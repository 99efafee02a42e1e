//! Cell grid the painter draws into and the terminal diffs.

use autocomplete::{Rgb, TextStyle};
use unicode_width::UnicodeWidthChar;

pub const DEFAULT_FG: Rgb = Rgb::new(230, 230, 230);
pub const DEFAULT_BG: Rgb = Rgb::new(0, 0, 0);

#[derive(Debug, Clone, Copy, PartialEq, Eq)]
pub struct Cell {
    pub char: char,
    pub fg: Rgb,
    pub bg: Rgb,
    pub style: TextStyle,
    /// Right half of a wide character drawn in the previous cell.
    pub wide_continuation: bool,
}

impl Default for Cell {
    fn default() -> Self {
        Self {
            char: ' ',
            fg: DEFAULT_FG,
            bg: DEFAULT_BG,
            style: TextStyle::new(),
            wide_continuation: false,
        }
    }
}

/// Display width of a character in cells.
pub fn char_width(c: char) -> u16 {
    c.width().unwrap_or(0) as u16
}

/// Row-major grid of cells.
#[derive(Debug, Clone)]
pub struct Buffer {
    width: u16,
    height: u16,
    cells: Vec<Cell>,
}

impl Buffer {
    fn filled(width: u16, height: u16, cell: Cell) -> Self {
        Self {
            width,
            height,
            cells: vec![cell; usize::from(width) * usize::from(height)],
        }
    }

    pub fn new(width: u16, height: u16) -> Self {
        Self::filled(width, height, Cell::default())
    }

    /// A buffer that differs from every painted one, forcing a full redraw.
    pub fn invalid(width: u16, height: u16) -> Self {
        let sentinel = Cell {
            char: '\0',
            ..Cell::default()
        };
        Self::filled(width, height, sentinel)
    }

    pub fn width(&self) -> u16 {
        self.width
    }

    pub fn height(&self) -> u16 {
        self.height
    }

    /// Cell at `(x, y)`, `None` off the grid.
    pub fn get_mut(&mut self, x: u16, y: u16) -> Option<&mut Cell> {
        let index = self.index(x, y)?;
        self.cells.get_mut(index)
    }

    fn index(&self, x: u16, y: u16) -> Option<usize> {
        (x < self.width && y < self.height)
            .then(|| usize::from(y) * usize::from(self.width) + usize::from(x))
    }

    /// Text of row `y`, continuation cells skipped.
    #[cfg(test)]
    pub fn row_text(&self, y: u16) -> String {
        let width = usize::from(self.width);
        self.cells[usize::from(y) * width..][..width]
            .iter()
            .filter(|cell| !cell.wide_continuation)
            .map(|cell| cell.char)
            .collect()
    }

    /// Cells of `self` that differ from `previous`, in row order.
    ///
    /// Both buffers must have the same size.
    pub fn diff<'a>(&'a self, previous: &'a Buffer) -> impl Iterator<Item = (u16, u16, &'a Cell)> {
        let width = usize::from(self.width.max(1));
        self.cells
            .iter()
            .zip(&previous.cells)
            .enumerate()
            .filter(|(_, (now, before))| now != before)
            .map(move |(i, (cell, _))| ((i % width) as u16, (i / width) as u16, cell))
    }

    pub fn clear(&mut self) {
        self.cells.fill(Cell::default());
    }
}

#[cfg(test)]
mod tests {
    use super::*;

    #[test]
    fn test_out_of_bounds_is_none() {
        let mut buf = Buffer::new(3, 2);
        assert!(buf.get_mut(2, 1).is_some());
        assert!(buf.get_mut(3, 0).is_none());
        assert!(buf.get_mut(0, 2).is_none());
    }

    #[test]
    fn test_diff_reports_changed_cells() {
        let before = Buffer::new(4, 2);
        let mut after = before.clone();
        if let Some(cell) = after.get_mut(1, 1) {
            cell.char = 'x';
        }

        let changed: Vec<_> = after.diff(&before).map(|(x, y, cell)| (x, y, cell.char)).collect();
        assert_eq!(changed, [(1, 1, 'x')]);
    }

    #[test]
    fn test_invalid_buffer_differs_everywhere() {
        let painted = Buffer::new(2, 2);
        assert_eq!(painted.diff(&Buffer::invalid(2, 2)).count(), 4);
    }

    #[test]
    fn test_char_width() {
        assert_eq!(char_width('a'), 1);
        assert_eq!(char_width('界'), 2);
    }
}
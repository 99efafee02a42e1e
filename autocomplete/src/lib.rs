pub mod element;
pub mod error;
pub mod event;
pub mod list;
pub mod platform;
pub mod text_input;
pub mod types;
pub mod widget;

pub use element::{Content, Element, InputView, ResponderCaptureFn, find_element};
pub use error::{Error, Result};
pub use event::{Event, Key, Modifiers, MouseButton, convert_event};
pub use list::{
    EndReached, ItemInfo, KeyboardShouldPersistTaps, ListOptions, ListProps, VirtualList,
    item_renderer,
};
pub use platform::{Platform, StyleSheet};
pub use text_input::{LineInput, TextEditResult, TextInput, TextInputProps};
pub use types::*;
pub use widget::{
    Autocomplete, AutocompleteProps, Candidates, InputEvent, TextInputRenderProps,
    text_input_renderer,
};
===
▸ **ACTIVITY**:
The full listing above needs to be retyped exactly.

▸ **TASK SOLUTION**:
repository 99efafee02a42e1e
//! Cell grid the painter draws into and the terminal diffs.

use autocomplete::{Rgb, TextStyle};
use unicode_width::UnicodeWidthChar;

pub const DEFAULT_FG: Rgb = Rgb::new(230, 230, 230);
pub const DEFAULT_BG: Rgb = Rgb::new(0, 0, 0);

#[derive(Debug, Clone, Copy, PartialEq, Eq)]
pub struct Cell {
    pub char: char,
    pub fg: Rgb,
    pub bg: Rgb,
    pub style: TextStyle,
    /// Right half of a wide character drawn in the previous cell.
    pub wide_continuation: bool,
}

impl Default for Cell {
    fn default() -> Self {
        Self {
            char: ' ',
            fg: DEFAULT_FG,
            bg: DEFAULT_BG,
            style: TextStyle::new(),
            wide_continuation: false,
        }
    }
}

/// Display width of a character in cells.
pub fn char_width(c: char) -> u16 {
    c.width().unwrap_or(0) as u16
}

/// Row-major grid of cells.
#[derive(Debug, Clone)]
pub struct Buffer {
    width: u16,
    height: u16,
    cells: Vec<Cell>,
}

impl Buffer {
    fn filled(width: u16, height: u16, cell: Cell) -> Self {
        Self {
            width,
            height,
            cells: vec![cell; usize::from(width) * usize::from(height)],
        }
    }

    pub fn new(width: u16, height: u16) -> Self {
        Self::filled(width, height, Cell::default())
    }

    /// A buffer that differs from every painted one, forcing a full redraw.
    pub fn invalid(width: u16, height: u16) -> Self {
        let sentinel = Cell {
            char: '\0',
            ..Cell::default()
        };
        Self::filled(width, height, sentinel)
    }

    pub fn width(&self) -> u16 {
        self.width
    }

    pub fn height(&self) -> u16 {
        self.height
    }

    /// Cell at `(x, y)`, `None` off the grid.
    pub fn get_mut(&mut self, x: u16, y: u16) -> Option<&mut Cell> {
        let index = self.index(x, y)?;
        self.cells.get_mut(index)
    }

    fn index(&self, x: u16, y: u16) -> Option<usize> {
        (x < self.width && y < self.height)
            .then(|| usize::from(y) * usize::from(self.width) + usize::from(x))
    }

    /// Text of row `y`, continuation cells skipped.
    #[cfg(test)]
    pub fn row_text(&self, y: u16) -> String {
        let width = usize::from(self.width);
        self.cells[usize::from(y) * width..][..width]
            .iter()
            .filter(|cell| !cell.wide_continuation)
            .map(|cell| cell.char)
            .collect()
    }

    /// Cells of `self` that differ from `previous`, in row order.
    ///
    /// Both buffers must have the same size.
    pub fn diff<'a>(&'a self, previous: &'a Buffer) -> impl Iterator<Item = (u16, u16, &'a Cell)> {
        let width = usize::from(self.width.max(1));
        self.cells
            .iter()
            .zip(&previous.cells)
            .enumerate()
            .filter(|(_, (now, before))| now != before)
            .map(move |(i, (cell, _))| ((i % width) as u16, (i / width) as u16, cell))
    }

    pub fn clear(&mut self) {
        self.cells.fill(Cell::default());
    }
}

#[cfg(test)]
mod tests {
    use super::*;

    #[test]
    fn test_out_of_bounds_is_none() {
        let mut buf = Buffer::new(3, 2);
        assert!(buf.get_mut(2, 1).is_some());
        assert!(buf.get_mut(3, 0).is_none());
        assert!(buf.get_mut(0, 2).is_none());
    }

    #[test]
    fn test_diff_reports_changed_cells() {
        let before = Buffer::new(4, 2);
        let mut after = before.clone();
        if let Some(cell) = after.get_mut(1, 1) {
            cell.char = 'x';
        }

        let changed: Vec<_> = after.diff(&before).map(|(x, y, cell)| (x, y, cell.char)).collect();
        assert_eq!(changed, [(1, 1, 'x')]);
    }

    #[test]
    fn test_invalid_buffer_differs_everywhere() {
        let painted = Buffer::new(2, 2);
        assert_eq!(painted.diff(&Buffer::invalid(2, 2)).count(), 4);
    }

    #[test]
    fn test_char_width() {
        assert_eq!(char_width('a'), 1);
        assert_eq!(char_width('界'), 2);
    }
}
repository 99efafee02a42e1e
filename autocomplete/src/lib.rs
pub mod element;
pub mod error;
pub mod event;
pub mod list;
pub mod platform;
pub mod text_input;
pub mod types;
pub mod widget;

pub use element::{Content, Element, InputView, ResponderCaptureFn, find_element};
pub use error::{Error, Result};
pub use event::{Event, Key, Modifiers, MouseButton, convert_event};
pub use list::{
    EndReached, ItemInfo, KeyboardShouldPersistTaps, ListOptions, ListProps, VirtualList,
    item_renderer,
};
pub use platform::{Platform, StyleSheet};
pub use text_input::{LineInput, TextEditResult, TextInput, TextInputProps};
pub use types::*;
pub use widget::{
    Autocomplete, AutocompleteProps, Candidates, InputEvent, TextInputRenderProps,
    text_input_renderer,
};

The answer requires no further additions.